Os responsáveis norte-americanos afirmaram que a lista elaborada pela CIA incluía detalhes sobre postos anteriores dos
agentes e operações específicas na Europa e nos Estados Unidos. Desde 2022,
Washington levantou repetidamente as suas preocupações junto do presidente
mexicano, do ministro dos Negócios Estrangeiros e de outros ministros. No
entanto, as respostas variavam entre a desvalorização — descrita por uma fonte
como “paranoia norte-americana” — e alegações de que os documentos nunca tinham
sido recebidos ou se tinham perdido.
“A Rússia pode atuar com maior impunidade no México”

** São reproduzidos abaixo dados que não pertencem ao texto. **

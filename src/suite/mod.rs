//! Test definition model.
//!
//! A [`TestSuite`] is one test file: its connection configuration and the ordered
//! list of [`TestCase`]s to run against it. The types are immutable once loaded;
//! the runner only ever borrows them.

use std::fmt;
use std::time::Duration;

use regex::Regex;
use serde::de::{self, Deserializer, MapAccess, Visitor};
use serde::{Deserialize, Serialize};

use crate::config::{deserialize_env_val, serialize_secret};

pub mod load;
mod value;

pub use load::{SuiteLoadError, load_suite, parse_suite};
pub use value::Value;

#[derive(Debug, Clone, Deserialize)]
#[serde(rename_all = "camelCase")]
pub struct TestSuite {
    /// Defaults to the file stem when loaded from disk.
    #[serde(default)]
    pub name: String,
    pub connection: ConnectionConfig,
    pub tests: Vec<TestCase>,
}

impl TestSuite {
    pub fn statement_timeout(&self) -> Option<Duration> {
        self.connection.statement_timeout()
    }
}

#[derive(Debug, Clone, Deserialize, Serialize)]
#[serde(rename_all = "camelCase")]
pub struct ConnectionConfig {
    /// Either a literal connection string or `env:VAR_NAME`.
    #[serde(deserialize_with = "deserialize_env_val")]
    #[serde(serialize_with = "serialize_secret")]
    pub connection_string: String,
    /// Per-statement timeout.
    #[serde(default, skip_serializing_if = "Option::is_none")]
    pub timeout_seconds: Option<u64>,
    #[serde(default, skip_serializing_if = "Option::is_none")]
    pub connect_timeout_seconds: Option<u64>,
}

impl ConnectionConfig {
    pub fn new(connection_string: impl Into<String>) -> Self {
        Self {
            connection_string: connection_string.into(),
            timeout_seconds: None,
            connect_timeout_seconds: None,
        }
    }

    pub fn statement_timeout(&self) -> Option<Duration> {
        self.timeout_seconds.map(Duration::from_secs)
    }

    pub fn connect_timeout(&self) -> Option<Duration> {
        self.connect_timeout_seconds.map(Duration::from_secs)
    }

    /// The connection string with any password replaced, safe to log.
    pub fn redacted(&self) -> String {
        match url::Url::parse(&self.connection_string) {
            Ok(mut url) if url.password().is_some() => {
                // set_password only fails for cannot-be-a-base urls, which carry no password
                let _ = url.set_password(Some("****"));
                url.to_string()
            }
            Ok(_) => self.connection_string.clone(),
            Err(_) => "****".to_string(),
        }
    }
}

#[derive(Debug, Clone, Deserialize)]
#[serde(rename_all = "camelCase")]
pub struct TestCase {
    pub name: String,
    pub sql: String,
    pub expect: Expectation,
}

/// What a test case expects from executing its statement.
///
/// In a test file this is written as `"success"`, `{"error": null}`,
/// `{"error": {"contains": "..."}}` or `{"rows": [{"col": value, ...}, ...]}`.
#[derive(Debug, Clone, Deserialize)]
#[serde(rename_all = "camelCase")]
pub enum Expectation {
    /// Any successful execution, whatever its shape.
    Success,
    /// A failing execution, optionally with a constraint on the error message.
    Error(Option<ErrorMatcher>),
    /// Exactly these rows, in this order.
    Rows(Vec<ExpectedRow>),
}

#[derive(Debug, Clone, Deserialize)]
#[serde(rename_all = "camelCase")]
pub enum ErrorMatcher {
    Contains(String),
    Exact(String),
    #[serde(deserialize_with = "deserialize_regex")]
    Regex(Regex),
}

impl ErrorMatcher {
    pub fn is_match(&self, message: &str) -> bool {
        match self {
            ErrorMatcher::Contains(s) => message.contains(s.as_str()),
            ErrorMatcher::Exact(s) => message == s,
            ErrorMatcher::Regex(r) => r.is_match(message),
        }
    }
}

impl fmt::Display for ErrorMatcher {
    fn fmt(&self, f: &mut fmt::Formatter<'_>) -> fmt::Result {
        match self {
            ErrorMatcher::Contains(s) => write!(f, "error containing {:?}", s),
            ErrorMatcher::Exact(s) => write!(f, "exact error {:?}", s),
            ErrorMatcher::Regex(r) => write!(f, "error matching regex {:?}", r.as_str()),
        }
    }
}

fn deserialize_regex<'de, D>(deserializer: D) -> Result<Regex, D::Error>
where
    D: Deserializer<'de>,
{
    let pattern = String::deserialize(deserializer)?;
    Regex::new(&pattern)
        .map_err(|err| de::Error::custom(format!("invalid regex '{}': {}", pattern, err)))
}

/// The declared columns of one expected row, in declaration order.
///
/// Only the declared columns are checked; any other column of the actual row is ignored.
#[derive(Debug, Clone, PartialEq, Default)]
pub struct ExpectedRow(Vec<(String, Value)>);

impl ExpectedRow {
    pub fn columns(&self) -> impl Iterator<Item = (&str, &Value)> {
        self.0.iter().map(|(name, value)| (name.as_str(), value))
    }
}

impl<K: Into<String>, V: Into<Value>> FromIterator<(K, V)> for ExpectedRow {
    fn from_iter<I: IntoIterator<Item = (K, V)>>(iter: I) -> Self {
        Self(
            iter.into_iter()
                .map(|(k, v)| (k.into(), v.into()))
                .collect(),
        )
    }
}

// Hand-written so that declaration order survives without an ordered map.
impl<'de> Deserialize<'de> for ExpectedRow {
    fn deserialize<D>(deserializer: D) -> Result<Self, D::Error>
    where
        D: Deserializer<'de>,
    {
        struct RowVisitor;

        impl<'de> Visitor<'de> for RowVisitor {
            type Value = ExpectedRow;

            fn expecting(&self, f: &mut fmt::Formatter) -> fmt::Result {
                f.write_str("an object mapping column names to scalar values")
            }

            fn visit_map<A>(self, mut map: A) -> Result<ExpectedRow, A::Error>
            where
                A: MapAccess<'de>,
            {
                let mut columns: Vec<(String, Value)> =
                    Vec::with_capacity(map.size_hint().unwrap_or(0));
                while let Some((name, value)) = map.next_entry::<String, Value>()? {
                    if columns.iter().any(|(c, _)| *c == name) {
                        return Err(de::Error::custom(format!(
                            "duplicate column '{}' in expected row",
                            name
                        )));
                    }
                    columns.push((name, value));
                }
                Ok(ExpectedRow(columns))
            }
        }

        deserializer.deserialize_map(RowVisitor)
    }
}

As preocupações de Washington intensificaram-se com o
aumento do fluxo migratório, incluindo de cidadãos russos. A tensão agravou-se
quando o chefe do Comando Norte dos EUA, o general Glen VanHerck, afirmou
perante o Senado, em 2022, que “a maior concentração de membros do GRU
[secretas russas]” se encontrava no México.
López Obrador desvalorizou as declarações do funcionário
norte-americano e, mais tarde, a então vice-secretária de Estado dos EUA, Wendy
Sherman, confrontou o então ministro dos Negócios Estrangeiros mexicano,
Marcelo Ebrard, ao dizer: “Eles são um problema. Sabemos disso. Expulsámo-los
de Washington e agora estão aqui [México]”.
A Casa Branca receava que Moscovo pudesse infiltrar agentes
entre os requerentes de asilo e enviou a conselheira de segurança interna, Liz
Sherwood-Randall, para alertar as autoridades mexicanas. Segundo duas fontes, o
México comprometeu-se a vigiar os russos que pediam proteção internacional e a
alertar os Estados Unidos caso detetasse comportamentos suspeitos.
No entanto, no plano diplomático, a posição mexicana
manteve-se duvidosa. Embora tenha votado na ONU a favor da soberania da
Ucrânia, o México recusou-se a impor sanções a Moscovo ou prestar apoio a Kiev.
Além disso, o governo autorizou a participação de um militar russo no desfile
de 2023 — atitude criticada pelos aliados ocidentais. Na liderança de
Sheinbaum, o país manteve formalmente a neutralidade: apoiou as resoluções na
ONU, mas não avançou com encontros políticos de
alto nível com responsáveis ucranianos, enquanto o ministro dos
Negócios Estrangeiros mexicano manteve reuniões cordiais com o homólogo russo.
Para especialistas citados pelo New York Times, a
estratégia de Moscovo na América Latina beneficia de uma rede de aliados e
plataformas regionais que incluem Brasil, Cuba e Venezuela. Mas o México ocupa
um lugar central com décadas de tradição, sendo conhecido como a “Viena da
América Latina”, uma referência ao papel do centro de espionagem durante a
Guerra Fria.
Após a invasão da Ucrânia, em fevereiro de 2022, essa
importância aumentou. Com dezenas de agentes russos expulsos da Europa e dos
EUA, Moscovo redireciona os espiões experientes para a Cidade do México, onde,
segundo responsáveis norte-americanos, enfrentam pouca vigilância. “Se se
pretende recrutar ou gerir agentes secretos, a proximidade é fundamental. E é
isso que o México oferece”, sublinhou Duyane Norman, antigo responsável da CIA,
acrescentando que “a Rússia pode atuar com maior impunidade no México, onde há
muito menos olhos do que nos Estados Unidos ou no Canadá”.